//! Model context assembly from a caller-owned conversation.
//!
//! Nothing is kept between calls: each turn's context is rebuilt from the
//! history the panel hands in.

use scholar_core::{ConversationHistory, MediaAttachment, ModelTurn, PromptPart};

/// Appended to the system instruction when the user supplies notes.
pub const NOTES_CONTRACT: &str = "The user has provided their own study notes, marked [My Notes]. \
Answer the question marked [My Question] using those notes as your primary source. \
If the notes do not contain the answer, say so explicitly and then answer from general knowledge.";

/// Everything the gateway needs for one chat turn.
#[derive(Debug, Clone, PartialEq)]
pub struct SessionInput {
    pub system_instruction: String,
    pub prior: Vec<ModelTurn>,
    pub message: Vec<PromptPart>,
}

/// Builds [`SessionInput`] values for a fixed base system instruction.
#[derive(Debug, Clone)]
pub struct SessionBuilder {
    system_instruction: String,
}

impl SessionBuilder {
    pub fn new(system_instruction: impl Into<String>) -> Self {
        Self {
            system_instruction: system_instruction.into(),
        }
    }

    /// Assemble the context for `question`.
    ///
    /// `history` must not yet contain the new user turn. The in-progress turn,
    /// failed responses and turns with empty content are left out; attachments
    /// of earlier turns are not re-sent.
    pub fn build(
        &self,
        history: &ConversationHistory,
        question: &str,
        notes: Option<&str>,
        attachment: Option<&MediaAttachment>,
    ) -> SessionInput {
        let prior: Vec<ModelTurn> = history
            .finalized_turns()
            .filter(|t| !t.failed && !t.content.trim().is_empty())
            .map(|t| ModelTurn {
                role: t.role,
                parts: vec![PromptPart::text(t.content.clone())],
            })
            .collect();

        let notes = notes.filter(|n| !n.trim().is_empty());
        let (system_instruction, text) = match notes {
            Some(notes) => (
                format!("{}\n\n{}", self.system_instruction, NOTES_CONTRACT),
                format_with_notes(notes, question),
            ),
            None => (self.system_instruction.clone(), question.to_string()),
        };

        let mut message = vec![PromptPart::text(text)];
        if let Some(attachment) = attachment {
            message.push(attachment.to_part());
        }

        tracing::debug!(
            prior_turns = prior.len(),
            with_notes = notes.is_some(),
            with_attachment = attachment.is_some(),
            "Session input built"
        );

        SessionInput {
            system_instruction,
            prior,
            message,
        }
    }
}

/// The message text sent when notes accompany a question.
pub fn format_with_notes(notes: &str, question: &str) -> String {
    format!("[My Notes]\n{}\n\n[My Question]\n{}", notes, question)
}

// =============================================================================
// Tests
// =============================================================================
※ ※ ※
* **WORK TO BE COMPLETED**:
Each line of the data is to be transcribed exactly.

* **RESULT FOR THIS EXERCISE**:
//! Model context assembly from a caller-owned conversation.
//!
//! Nothing is kept between calls: each turn's context is rebuilt from the
//! history the panel hands in.

use scholar_core::{ConversationHistory, MediaAttachment, ModelTurn, PromptPart};

/// Appended to the system instruction when the user supplies notes.
pub const NOTES_CONTRACT: &str = "The user has provided their own study notes, marked [My Notes]. \
Answer the question marked [My Question] using those notes as your primary source. \
If the notes do not contain the answer, say so explicitly and then answer from general knowledge.";

/// Everything the gateway needs for one chat turn.
#[derive(Debug, Clone, PartialEq)]
pub struct SessionInput {
    pub system_instruction: String,
    pub prior: Vec<ModelTurn>,
    pub message: Vec<PromptPart>,
}

/// Builds [`SessionInput`] values for a fixed base system instruction.
#[derive(Debug, Clone)]
pub struct SessionBuilder {
    system_instruction: String,
}

impl SessionBuilder {
    pub fn new(system_instruction: impl Into<String>) -> Self {
        Self {
            system_instruction: system_instruction.into(),
        }
    }

    /// Assemble the context for `question`.
    ///
    /// `history` must not yet contain the new user turn. The in-progress turn,
    /// failed responses and turns with empty content are left out; attachments
    /// of earlier turns are not re-sent.
    pub fn build(
        &self,
        history: &ConversationHistory,
        question: &str,
        notes: Option<&str>,
        attachment: Option<&MediaAttachment>,
    ) -> SessionInput {
        let prior: Vec<ModelTurn> = history
            .finalized_turns()
            .filter(|t| !t.failed && !t.content.trim().is_empty())
            .map(|t| ModelTurn {
                role: t.role,
                parts: vec![PromptPart::text(t.content.clone())],
            })
            .collect();

        let notes = notes.filter(|n| !n.trim().is_empty());
        let (system_instruction, text) = match notes {
            Some(notes) => (
                format!("{}\n\n{}", self.system_instruction, NOTES_CONTRACT),
                format_with_notes(notes, question),
            ),
            None => (self.system_instruction.clone(), question.to_string()),
        };

        let mut message = vec![PromptPart::text(text)];
        if let Some(attachment) = attachment {
            message.push(attachment.to_part());
        }

        tracing::debug!(
            prior_turns = prior.len(),
            with_notes = notes.is_some(),
            with_attachment = attachment.is_some(),
            "Session input built"
        );

        SessionInput {
            system_instruction,
            prior,
            message,
        }
    }
}

/// The message text sent when notes accompany a question.
pub fn format_with_notes(notes: &str, question: &str) -> String {
    format!("[My Notes]\n{}\n\n[My Question]\n{}", notes, question)
}

// =============================================================================
// Tests
// =============================================================================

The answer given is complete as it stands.